• WHAT THIS TASK INVOLVES: All lines in the data below carrying the string "display" are to be located and copied.

• DATA EXTRACT:

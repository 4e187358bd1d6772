//! Process-local, time-boxed cache of gateway response bodies.

use std::collections::HashMap;
use std::time::Duration;

use tokio::sync::RwLock;
use tokio::time::Instant;

/// How a single gateway call interacts with the response cache.
#[derive(Debug, Clone, Copy, PartialEq, Eq, Default)]
pub enum CacheMode {
    /// Serve a live entry if present, otherwise fetch and store.
    #[default]
    Use,
    /// Always fetch, then store the fresh response.
    Refresh,
    /// Always fetch and leave the cache untouched.
    Bypass,
}

#[derive(Debug, Clone, Copy, PartialEq, Eq)]
pub struct CacheTtls {
    pub companies: Duration,
    pub analysis: Duration,
    pub screener: Duration,
}

impl Default for CacheTtls {
    fn default() -> Self {
        Self {
            companies: Duration::from_secs(3600),
            analysis: Duration::from_secs(600),
            screener: Duration::from_secs(600),
        }
    }
}

#[derive(Debug, Clone, Copy, PartialEq, Eq)]
pub struct CacheSettings {
    pub enabled: bool,
    pub ttls: CacheTtls,
}

impl Default for CacheSettings {
    fn default() -> Self {
        Self {
            enabled: true,
            ttls: CacheTtls::default(),
        }
    }
}

#[derive(Debug)]
struct CacheEntry {
    body: String,
    expires_at: Instant,
}

#[derive(Debug, Default)]
pub struct ResponseCache {
    map: RwLock<HashMap<String, CacheEntry>>,
}

impl ResponseCache {
    pub fn new() -> Self {
        Self::default()
    }

    pub async fn get(&self, key: &str) -> Option<String> {
        let guard = self.map.read().await;
        let entry = guard.get(key)?;
        if Instant::now() <= entry.expires_at {
            Some(entry.body.clone())
        } else {
            None
        }
    }

    pub async fn put(&self, key: &str, body: &str, ttl: Duration) {
        let now = Instant::now();
        let mut guard = self.map.write().await;
        guard.retain(|_, entry| now <= entry.expires_at);
        guard.insert(
            key.to_string(),
            CacheEntry {
                body: body.to_string(),
                expires_at: now + ttl,
            },
        );
    }

    pub async fn clear(&self) {
        self.map.write().await.clear();
    }

    /// Number of stored entries, expired ones included until the next `put`.
    pub async fn len(&self) -> usize {
        self.map.read().await.len()
    }

    pub async fn is_empty(&self) -> bool {
        self.len().await == 0
    }
}

#[cfg(test)]
mod tests {
    use super::*;

    #[tokio::test(start_paused = true)]
    async fn entry_is_served_until_ttl_elapses() {
        let cache = ResponseCache::new();
        cache
            .put("http://gw/companies/", "[]", Duration::from_secs(3600))
            .await;

        tokio::time::advance(Duration::from_secs(3599)).await;
        assert_eq!(cache.get("http://gw/companies/").await.as_deref(), Some("[]"));

        tokio::time::advance(Duration::from_secs(2)).await;
        assert_eq!(cache.get("http://gw/companies/").await, None);
    }

    #[tokio::test(start_paused = true)]
    async fn keys_are_independent() {
        let cache = ResponseCache::new();
        cache
            .put("http://gw/analysis/SNTS", "{\"a\":1}", Duration::from_secs(600))
            .await;

        assert!(cache.get("http://gw/analysis/ORAC").await.is_none());
        assert!(cache.get("http://gw/analysis/SNTS").await.is_some());
    }

    #[tokio::test(start_paused = true)]
    async fn put_prunes_expired_entries() {
        let cache = ResponseCache::new();
        cache.put("old", "1", Duration::from_secs(1)).await;
        tokio::time::advance(Duration::from_secs(5)).await;
        cache.put("new", "2", Duration::from_secs(60)).await;

        assert_eq!(cache.len().await, 1);
        assert_eq!(cache.get("new").await.as_deref(), Some("2"));
    }

    #[tokio::test]
    async fn clear_drops_everything() {
        let cache = ResponseCache::new();
        cache.put("a", "1", Duration::from_secs(60)).await;
        cache.put("b", "2", Duration::from_secs(60)).await;
        cache.clear().await;
        assert!(cache.is_empty().await);
    }
}
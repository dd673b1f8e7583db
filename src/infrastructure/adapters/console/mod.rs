//! Console adapter for development/testing

use tokio::sync::mpsc;
use crate::application::errors::BotError;
use crate::domain::entities::{Author, Privilege};
use crate::domain::traits::ChatSender;

/// Name used for console lines typed without an explicit author
pub const CONSOLE_USER: &str = "console";

/// Console chat for local development.
///
/// Lines are read as `name[@role]: text`; a line without an author is sent
/// by the console operator, who owns the channel.
pub struct ConsoleAdapter {
    channel: String,
    sender: Option<mpsc::Sender<String>>,
}

impl ConsoleAdapter {
    pub fn new(channel: impl Into<String>) -> Self {
        Self {
            channel: channel.into(),
            sender: None,
        }
    }

    /// Forward outgoing lines to `sender` instead of stdout
    pub fn with_sender(mut self, sender: mpsc::Sender<String>) -> Self {
        self.sender = Some(sender);
        self
    }

    pub fn channel(&self) -> &str {
        &self.channel
    }

    /// Split a console line into its author and text
    pub fn parse_line(&self, line: &str) -> Option<(Author, String)> {
        let line = line.trim();
        if line.is_empty() {
            return None;
        }

        let Some((who, text)) = line
            .split_once(':')
            .filter(|(who, _)| !who.is_empty() && !who.contains(char::is_whitespace))
        else {
            let author = Author::new(CONSOLE_USER, CONSOLE_USER).with_privilege(Privilege::Host);
            return Some((author, line.to_string()));
        };

        let (name, privilege) = match who.split_once('@') {
            Some((name, role)) => {
                let privilege = role.parse::<Privilege>().unwrap_or_else(|e| {
                    tracing::warn!("{}, treating {} as a user", e, name);
                    Privilege::User
                });
                (name, privilege)
            }
            None => (who, Privilege::User),
        };

        let name = name.to_lowercase();
        let author = Author::new(name.clone(), name).with_privilege(privilege);
        Some((author, text.trim().to_string()))
    }
}

impl ChatSender for ConsoleAdapter {
    fn send_message(&self, text: &str) -> Result<(), BotError> {
        match &self.sender {
            Some(sender) => sender
                .try_send(text.to_string())
                .map_err(|e| BotError::Chat(format!("console channel closed: {}", e))),
            None => {
                println!("[#{}] {}", self.channel, text);
                Ok(())
            }
        }
    }
}

#[cfg(test)]
mod tests {
    use super::*;

    #[test]
    fn test_parse_line_with_role() {
        let console = ConsoleAdapter::new("test");
        let (author, text) = console.parse_line("Alice@mod: r!cmd add hi hello: world").unwrap();

        assert_eq!(author.name, "alice");
        assert_eq!(author.privilege(), Privilege::Mod);
        assert_eq!(text, "r!cmd add hi hello: world");
    }

    #[test]
    fn test_parse_line_defaults() {
        let console = ConsoleAdapter::new("test");

        let (author, _) = console.parse_line("bob: hi").unwrap();
        assert_eq!(author.privilege(), Privilege::User);

        let (author, text) = console.parse_line("r!help").unwrap();
        assert_eq!(author.name, CONSOLE_USER);
        assert_eq!(author.privilege(), Privilege::Host);
        assert_eq!(text, "r!help");

        let (author, _) = console.parse_line("eve@wizard: hi").unwrap();
        assert_eq!(author.privilege(), Privilege::User);

        assert!(console.parse_line("   ").is_none());
    }

    #[tokio::test]
    async fn test_send_through_channel() {
        let (tx, mut rx) = mpsc::channel(4);
        let console = ConsoleAdapter::new("test").with_sender(tx);

        console.send_message("hello").unwrap();
        assert_eq!(rx.recv().await.as_deref(), Some("hello"));
    }
}
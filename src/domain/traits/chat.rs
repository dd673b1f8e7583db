use std::collections::HashMap;
use crate::application::errors::BotError;

/// Outbound chat handle - the only way the engine talks back to a channel
pub trait ChatSender: Send + Sync {
    /// Send a line of text to the session's chat
    fn send_message(&self, text: &str) -> Result<(), BotError>;
}

/// Credential collaborator for modules that call the platform API
pub trait AuthProvider: Send + Sync {
    /// Headers to attach to an authenticated request
    fn auth_headers(&self) -> Result<HashMap<String, String>, BotError>;

    /// Refresh the underlying credential
    fn refresh(&self) -> Result<(), BotError>;
}
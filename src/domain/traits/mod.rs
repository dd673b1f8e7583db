//! Domain traits - Abstractions for collaborator implementations

pub mod chat;
pub mod session;
pub mod store;

pub use chat::{AuthProvider, ChatSender};
pub use session::SessionControl;
pub use store::{ConfigMap, ConfigStore};
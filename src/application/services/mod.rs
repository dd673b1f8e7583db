//! Application services - command registry and sessions

pub mod commands_handler;
pub mod session;

pub use commands_handler::{Clock, CommandOutput, CommandsHandler, SuppressReason};
pub use session::{Session, SessionBuilder};
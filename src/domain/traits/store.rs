use crate::application::errors::StorageError;

/// A persisted config object
pub type ConfigMap = serde_json::Map<String, serde_json::Value>;

/// Store trait - abstraction for config persistence
///
/// Keys are slash separated paths such as `<session>/modules/<name>`.
pub trait ConfigStore: Send + Sync {
    /// Read the object stored under `key`, if any
    fn read(&self, key: &str) -> Result<Option<ConfigMap>, StorageError>;

    /// Replace the object stored under `key`
    fn write(&self, key: &str, value: &ConfigMap) -> Result<(), StorageError>;
}
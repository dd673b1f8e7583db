//! File-based and in-memory config storage

use std::collections::HashMap;
use std::path::{Path, PathBuf};
use std::sync::{Arc, RwLock};

use crate::application::errors::StorageError;
use crate::domain::traits::{ConfigMap, ConfigStore};

/// JSON file store, one pretty-printed file per key under `base_path`
pub struct JsonFileStore {
    base_path: PathBuf,
}

impl JsonFileStore {
    pub fn new(base_path: impl Into<PathBuf>) -> Self {
        Self {
            base_path: base_path.into(),
        }
    }

    pub fn base_path(&self) -> &Path {
        &self.base_path
    }

    fn path_for(&self, key: &str) -> PathBuf {
        let mut path = self.base_path.clone();
        for part in key.split('/').filter(|p| !p.is_empty() && *p != "..") {
            path.push(part);
        }
        path.set_extension("json");
        path
    }
}

impl ConfigStore for JsonFileStore {
    fn read(&self, key: &str) -> Result<Option<ConfigMap>, StorageError> {
        let path = self.path_for(key);
        let content = match std::fs::read_to_string(&path) {
            Ok(content) => content,
            Err(e) if e.kind() == std::io::ErrorKind::NotFound => return Ok(None),
            Err(e) => return Err(e.into()),
        };

        if content.trim().is_empty() {
            return Ok(None);
        }

        let value: serde_json::Value = serde_json::from_str(&content).map_err(|e| {
            StorageError::Serialization(format!(
                "{} (line {}, column {}) in {}",
                e,
                e.line(),
                e.column(),
                path.display()
            ))
        })?;

        match value {
            serde_json::Value::Object(map) => Ok(Some(map)),
            serde_json::Value::Null => Ok(None),
            other => Err(StorageError::Serialization(format!(
                "expected an object in {}, found {}",
                path.display(),
                other
            ))),
        }
    }

    fn write(&self, key: &str, value: &ConfigMap) -> Result<(), StorageError> {
        let path = self.path_for(key);
        if let Some(parent) = path.parent() {
            std::fs::create_dir_all(parent)?;
        }

        tracing::debug!("writing {}", path.display());
        let content = serde_json::to_string_pretty(value)?;
        std::fs::write(&path, content)?;
        Ok(())
    }
}

/// In-memory store for tests and ephemeral sessions
#[derive(Default, Clone)]
pub struct MemoryStore {
    entries: Arc<RwLock<HashMap<String, ConfigMap>>>,
}

impl MemoryStore {
    pub fn new() -> Self {
        Self::default()
    }
}

impl ConfigStore for MemoryStore {
    fn read(&self, key: &str) -> Result<Option<ConfigMap>, StorageError> {
        let entries = self
            .entries
            .read()
            .map_err(|_| StorageError::Poisoned("memory store".to_string()))?;
        Ok(entries.get(key).cloned())
    }

    fn write(&self, key: &str, value: &ConfigMap) -> Result<(), StorageError> {
        let mut entries = self
            .entries
            .write()
            .map_err(|_| StorageError::Poisoned("memory store".to_string()))?;
        entries.insert(key.to_string(), value.clone());
        Ok(())
    }
}

/// A single config object in a store, with a declared default schema
#[derive(Clone)]
pub struct ConfigHandle {
    store: Arc<dyn ConfigStore>,
    key: String,
    defaults: ConfigMap,
}

impl ConfigHandle {
    pub fn new(store: Arc<dyn ConfigStore>, key: impl Into<String>, defaults: ConfigMap) -> Self {
        Self {
            store,
            key: key.into(),
            defaults,
        }
    }

    pub fn key(&self) -> &str {
        &self.key
    }

    pub fn defaults(&self) -> &ConfigMap {
        &self.defaults
    }

    /// Read the object, writing the defaults when nothing is stored and
    /// backfilling any default key missing from what is stored.
    pub fn read(&self) -> Result<ConfigMap, StorageError> {
        let Some(mut data) = self.store.read(&self.key)? else {
            if !self.defaults.is_empty() {
                tracing::debug!("{} not found, writing default", self.key);
                self.store.write(&self.key, &self.defaults)?;
            }
            return Ok(self.defaults.clone());
        };

        let mut backfilled = false;
        for (key, value) in &self.defaults {
            if data.contains_key(key) {
                continue;
            }
            tracing::warn!("{} - missing default key '{}', saving default '{}'", self.key, key, value);
            data.insert(key.clone(), value.clone());
            backfilled = true;
        }

        if backfilled {
            self.store.write(&self.key, &data)?;
        }

        Ok(data)
    }

    pub fn write(&self, data: &ConfigMap) -> Result<(), StorageError> {
        self.store.write(&self.key, data)
    }
}

#[cfg(test)]
mod tests {
    use super::*;
    use serde_json::json;

    fn defaults() -> ConfigMap {
        json!({ "greeting": "hi", "limit": 3 })
            .as_object()
            .cloned()
            .unwrap()
    }

    #[test]
    fn test_missing_object_writes_defaults() {
        let store = Arc::new(MemoryStore::new());
        let handle = ConfigHandle::new(store.clone(), "1/modules/x", defaults());

        let data = handle.read().unwrap();

        assert_eq!(data, defaults());
        assert_eq!(store.read("1/modules/x").unwrap(), Some(defaults()));
    }

    #[test]
    fn test_backfill_keeps_existing_keys() {
        let store = Arc::new(MemoryStore::new());
        let existing = json!({ "greeting": "yo", "extra": true }).as_object().cloned().unwrap();
        store.write("k", &existing).unwrap();

        let data = ConfigHandle::new(store.clone(), "k", defaults()).read().unwrap();

        assert_eq!(data["greeting"], json!("yo"));
        assert_eq!(data["extra"], json!(true));
        assert_eq!(data["limit"], json!(3));
        assert_eq!(store.read("k").unwrap().unwrap()["limit"], json!(3));
    }

    #[test]
    fn test_json_file_store_roundtrip_creates_folders() {
        let dir = tempfile::tempdir().unwrap();
        let store = JsonFileStore::new(dir.path());

        assert_eq!(store.read("42/modules/sample").unwrap(), None);
        store.write("42/modules/sample", &defaults()).unwrap();

        assert!(dir.path().join("42/modules/sample.json").exists());
        assert_eq!(store.read("42/modules/sample").unwrap(), Some(defaults()));
    }

    #[test]
    fn test_json_file_store_reports_malformed_file() {
        let dir = tempfile::tempdir().unwrap();
        std::fs::write(dir.path().join("bad.json"), "{ not json").unwrap();
        let store = JsonFileStore::new(dir.path());

        assert!(matches!(store.read("bad"), Err(StorageError::Serialization(_))));
    }
}
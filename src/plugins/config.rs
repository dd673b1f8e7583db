//! Per-module persisted config

use serde::de::DeserializeOwned;
use serde_json::Value;
use std::sync::{Arc, RwLock};

use crate::application::errors::StorageError;
use crate::domain::traits::{ConfigMap, ConfigStore};
use crate::infrastructure::storage::ConfigHandle;

/// A module's config object, cached in memory and written through on change
pub struct ModuleConfig {
    module: String,
    handle: ConfigHandle,
    data: RwLock<ConfigMap>,
}

impl ModuleConfig {
    pub fn load(
        module: impl Into<String>,
        store: Arc<dyn ConfigStore>,
        key: impl Into<String>,
        defaults: ConfigMap,
    ) -> Result<Self, StorageError> {
        let handle = ConfigHandle::new(store, key, defaults);
        let data = handle.read()?;
        Ok(Self {
            module: module.into(),
            handle,
            data: RwLock::new(data),
        })
    }

    /// Read a key. A key missing from the stored object but present in the
    /// declared defaults is restored from the default and persisted.
    pub fn get(&self, key: &str) -> Option<Value> {
        if let Some(value) = self.data.read().ok()?.get(key) {
            return Some(value.clone());
        }

        let Some(default) = self.handle.defaults().get(key).cloned() else {
            tracing::warn!(module = %self.module, "attempt to read unknown config key '{}'", key);
            return None;
        };

        tracing::warn!(
            module = %self.module,
            "config missing key '{}', saving default '{}'",
            key,
            default
        );
        if let Err(e) = self.set(key, default.clone()) {
            tracing::error!(module = %self.module, "failed to persist default for '{}': {}", key, e);
        }
        Some(default)
    }

    /// Read a key and deserialize it
    pub fn get_as<T: DeserializeOwned>(&self, key: &str) -> Option<T> {
        let value = self.get(key)?;
        match serde_json::from_value(value) {
            Ok(v) => Some(v),
            Err(e) => {
                tracing::warn!(module = %self.module, "config key '{}' has unexpected type: {}", key, e);
                None
            }
        }
    }

    /// Set a key and save the whole object
    pub fn set(&self, key: &str, value: impl Into<Value>) -> Result<(), StorageError> {
        let mut data = self
            .data
            .write()
            .map_err(|_| StorageError::Poisoned(self.module.clone()))?;
        data.insert(key.to_string(), value.into());
        self.handle.write(&data)
    }

    /// Re-read the object from the store
    pub fn reload(&self) -> Result<(), StorageError> {
        let fresh = self.handle.read()?;
        let mut data = self
            .data
            .write()
            .map_err(|_| StorageError::Poisoned(self.module.clone()))?;
        *data = fresh;
        Ok(())
    }

    pub fn snapshot(&self) -> ConfigMap {
        self.data.read().map(|d| d.clone()).unwrap_or_default()
    }
}

#[cfg(test)]
mod tests {
    use super::*;
    use crate::infrastructure::storage::MemoryStore;
    use serde_json::json;

    fn defaults() -> ConfigMap {
        json!({ "savedmessage": "", "default_cooldown": 5 })
            .as_object()
            .cloned()
            .unwrap()
    }

    #[test]
    fn test_missing_default_key_self_heals() {
        let store = Arc::new(MemoryStore::new());
        let config = ModuleConfig::load("sample", store.clone(), "1/modules/sample", defaults()).unwrap();

        // Simulate the key vanishing from the cached object, as after a hand edit
        config.data.write().unwrap().remove("default_cooldown");
        config.set("other", "kept").unwrap();

        assert_eq!(config.get_as::<u64>("default_cooldown"), Some(5));

        let stored = store.read("1/modules/sample").unwrap().unwrap();
        assert_eq!(stored["default_cooldown"], json!(5));
        assert_eq!(stored["other"], json!("kept"));
        assert_eq!(stored["savedmessage"], json!(""));
    }

    #[test]
    fn test_unknown_key_is_none() {
        let store = Arc::new(MemoryStore::new());
        let config = ModuleConfig::load("sample", store, "k", defaults()).unwrap();
        assert_eq!(config.get("nope"), None);
    }

    #[test]
    fn test_set_writes_through_and_reload() {
        let store = Arc::new(MemoryStore::new());
        let config = ModuleConfig::load("sample", store.clone(), "k", defaults()).unwrap();

        config.set("savedmessage", "hello there").unwrap();
        assert_eq!(store.read("k").unwrap().unwrap()["savedmessage"], json!("hello there"));

        let mut edited = store.read("k").unwrap().unwrap();
        edited.insert("savedmessage".into(), json!("edited"));
        store.write("k", &edited).unwrap();

        config.reload().unwrap();
        assert_eq!(config.get_as::<String>("savedmessage").as_deref(), Some("edited"));
    }
}
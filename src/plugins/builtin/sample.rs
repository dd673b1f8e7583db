//! `sample` - remembers what it was last told and counts chat lines
//!
//! Add it to a command with `r!cmd add sample %sample%` to try it out.

use async_trait::async_trait;
use serde_json::json;
use std::sync::atomic::{AtomicU64, Ordering};
use std::sync::Arc;

use crate::application::errors::ModuleError;
use crate::domain::entities::Message;
use crate::plugins::config::ModuleConfig;
use crate::plugins::{Arity, Module, ModuleContext};

pub struct Sample {
    ctx: ModuleContext,
    config: ModuleConfig,
    count: AtomicU64,
}

pub fn create(ctx: ModuleContext) -> Result<Arc<dyn Module>, ModuleError> {
    let config = ctx.load_config(json!({ "savedmessage": "" }))?;
    Ok(Arc::new(Sample {
        ctx,
        config,
        count: AtomicU64::new(0),
    }))
}

#[async_trait]
impl Module for Sample {
    fn name(&self) -> &str {
        self.ctx.name()
    }

    fn help(&self) -> String {
        "Sample module! Usage: sample <message?>".to_string()
    }

    fn arity(&self) -> Arity {
        Arity::All
    }

    fn main(&self, message: &Message, args: Vec<String>) -> Result<String, ModuleError> {
        let last_time = self.config.get_as::<String>("savedmessage").unwrap_or_default();
        self.config.set("savedmessage", args.join(" "))?;

        let author = &message.author;
        Ok(format!(
            "@{} ({}, {}), {} messages have been sent so far, and last time you also said '{}'.",
            author.name,
            author.id,
            author.privilege(),
            self.count.load(Ordering::Relaxed),
            last_time
        ))
    }

    fn on_every_message(&self, _message: &Message) -> Result<(), ModuleError> {
        self.count.fetch_add(1, Ordering::Relaxed);
        Ok(())
    }
}

#[cfg(test)]
mod tests {
    use super::*;
    use crate::application::errors::BotError;
    use crate::domain::entities::Author;
    use crate::domain::traits::{ChatSender, ConfigStore};
    use crate::infrastructure::storage::MemoryStore;

    struct NullChat;

    impl ChatSender for NullChat {
        fn send_message(&self, _text: &str) -> Result<(), BotError> {
            Ok(())
        }
    }

    #[test]
    fn test_sample_saves_message_and_counts() {
        let store = Arc::new(MemoryStore::new());
        let ctx = ModuleContext::new("sample", "9", store.clone(), Arc::new(NullChat));
        let sample = create(ctx).unwrap();

        let msg = Message::new(Author::new("bob", "4"), "hello");
        sample.on_every_message(&msg).unwrap();
        sample.on_every_message(&msg).unwrap();

        let first = sample.main(&msg, vec!["remember".into(), "me".into()]).unwrap();
        assert!(first.starts_with("@bob (4, User), 2 messages"));
        assert!(first.ends_with("said ''."));

        let second = sample.main(&msg, vec![]).unwrap();
        assert!(second.ends_with("said 'remember me'."));

        let stored = store.read("9/modules/sample").unwrap().unwrap();
        assert_eq!(stored["savedmessage"], serde_json::json!(""));
    }
}
//! Configuration management

pub mod channel;

pub use channel::{ChannelConfig, CommandConfig};

use serde::{Deserialize, Serialize};
use std::path::PathBuf;
use crate::application::errors::ConfigError;
use crate::application::messaging::template::{LEGACY_MENTION_DELIMITER, MENTION_DELIMITER};

/// Bot configuration
#[derive(Debug, Clone, Deserialize, Serialize)]
#[serde(rename_all = "kebab-case")]
pub struct Config {
    pub bot: BotConfig,
    pub modules: ModulesConfig,
    #[serde(default)]
    pub auth: AuthConfig,
    #[serde(default)]
    pub channels: Vec<ChannelEntry>,
}

#[derive(Debug, Clone, Deserialize, Serialize)]
#[serde(rename_all = "kebab-case")]
pub struct BotConfig {
    pub name: String,
    /// Root of the per-channel and per-module config files
    pub data_dir: PathBuf,
    pub default_prefix: String,
    #[serde(default = "default_delimiter")]
    pub mention_delimiter: char,
}

#[derive(Debug, Clone, Deserialize, Serialize)]
#[serde(rename_all = "kebab-case")]
pub struct ModulesConfig {
    /// Where shared-library modules are looked up by name
    pub directory: PathBuf,
}

#[derive(Debug, Clone, Default, Deserialize, Serialize)]
#[serde(rename_all = "kebab-case")]
pub struct AuthConfig {
    pub client_id: Option<String>,
    pub token: Option<String>,
}

#[derive(Debug, Clone, Deserialize, Serialize)]
#[serde(rename_all = "kebab-case")]
pub struct ChannelEntry {
    pub id: String,
    pub name: String,
}

fn default_delimiter() -> char {
    MENTION_DELIMITER
}

impl Default for Config {
    fn default() -> Self {
        Self {
            bot: BotConfig {
                name: "rasbot".to_string(),
                data_dir: PathBuf::from("./data"),
                default_prefix: channel::DEFAULT_PREFIX.to_string(),
                mention_delimiter: MENTION_DELIMITER,
            },
            modules: ModulesConfig {
                directory: PathBuf::from("./modules"),
            },
            auth: AuthConfig::default(),
            channels: vec![ChannelEntry {
                id: "1".to_string(),
                name: "console".to_string(),
            }],
        }
    }
}

impl Config {
    pub fn load(path: impl Into<PathBuf>) -> Result<Self, ConfigError> {
        let path = path.into();
        let content = std::fs::read_to_string(&path)
            .map_err(|e| ConfigError::Parse(format!("Failed to read config: {}", e)))?;

        Self::from_yaml(&content)
    }

    pub fn from_yaml(content: &str) -> Result<Self, ConfigError> {
        let config: Config = serde_yaml::from_str(content)
            .map_err(|e| ConfigError::Parse(format!("Failed to parse config: {}", e)))?;
        config.validate()?;
        Ok(config)
    }

    pub fn load_env() -> Self {
        // Load from environment variables
        let mut config = Config::default();

        if let Ok(prefix) = std::env::var("BOT_PREFIX") {
            config.bot.default_prefix = prefix;
        }

        if let Ok(dir) = std::env::var("BOT_DATA_DIR") {
            config.bot.data_dir = PathBuf::from(dir);
        }

        if let Ok(token) = std::env::var("BOT_TOKEN") {
            config.auth.token = Some(token);
        }

        config
    }

    pub fn to_yaml(&self) -> Result<String, ConfigError> {
        serde_yaml::to_string(self).map_err(|e| ConfigError::Parse(e.to_string()))
    }

    pub fn validate(&self) -> Result<(), ConfigError> {
        if self.bot.default_prefix.is_empty() {
            return Err(ConfigError::MissingField("bot.default-prefix".into()));
        }
        if ![MENTION_DELIMITER, LEGACY_MENTION_DELIMITER].contains(&self.bot.mention_delimiter) {
            return Err(ConfigError::InvalidValue(format!(
                "mention-delimiter must be '{}' or '{}', got '{}'",
                MENTION_DELIMITER, LEGACY_MENTION_DELIMITER, self.bot.mention_delimiter
            )));
        }
        if let Some(dup) = self
            .channels
            .iter()
            .enumerate()
            .find(|(i, c)| self.channels[..*i].iter().any(|o| o.id == c.id))
        {
            return Err(ConfigError::InvalidValue(format!("duplicate channel id {}", dup.1.id)));
        }
        Ok(())
    }

    /// Channels to run, narrowed to `only` when given
    pub fn channels(&self, only: Option<&str>) -> Vec<&ChannelEntry> {
        self.channels
            .iter()
            .filter(|c| only.map_or(true, |o| c.id == o || c.name == o))
            .collect()
    }
}

#[cfg(test)]
mod tests {
    use super::*;

    #[test]
    fn test_default_roundtrips_through_yaml() {
        let yaml = Config::default().to_yaml().unwrap();
        let config = Config::from_yaml(&yaml).unwrap();
        assert_eq!(config.bot.default_prefix, "r!");
        assert_eq!(config.channels.len(), 1);
    }

    #[test]
    fn test_kebab_case_and_defaults() {
        let config = Config::from_yaml(
            r#"
bot:
  name: test
  data-dir: /tmp/rasbot
  default-prefix: "!"
modules:
  directory: ./mods
channels:
  - id: "42"
    name: somechannel
"#,
        )
        .unwrap();

        assert_eq!(config.bot.mention_delimiter, '%');
        assert!(config.auth.token.is_none());
        assert_eq!(config.channels(Some("somechannel")).len(), 1);
        assert!(config.channels(Some("other")).is_empty());
    }

    #[test]
    fn test_rejects_bad_delimiter_and_duplicates() {
        let bad = r##"
bot: { name: t, data-dir: d, default-prefix: "!", mention-delimiter: "#" }
modules: { directory: m }
"##;
        assert!(matches!(Config::from_yaml(bad), Err(ConfigError::InvalidValue(_))));

        let dup = r#"
bot: { name: t, data-dir: d, default-prefix: "!" }
modules: { directory: m }
channels: [ { id: "1", name: a }, { id: "1", name: b } ]
"#;
        assert!(matches!(Config::from_yaml(dup), Err(ConfigError::InvalidValue(_))));
    }
}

• COMPLETED EXERCISE:
                path.display()
                path.display(),
        tracing::debug!("writing {}", path.display());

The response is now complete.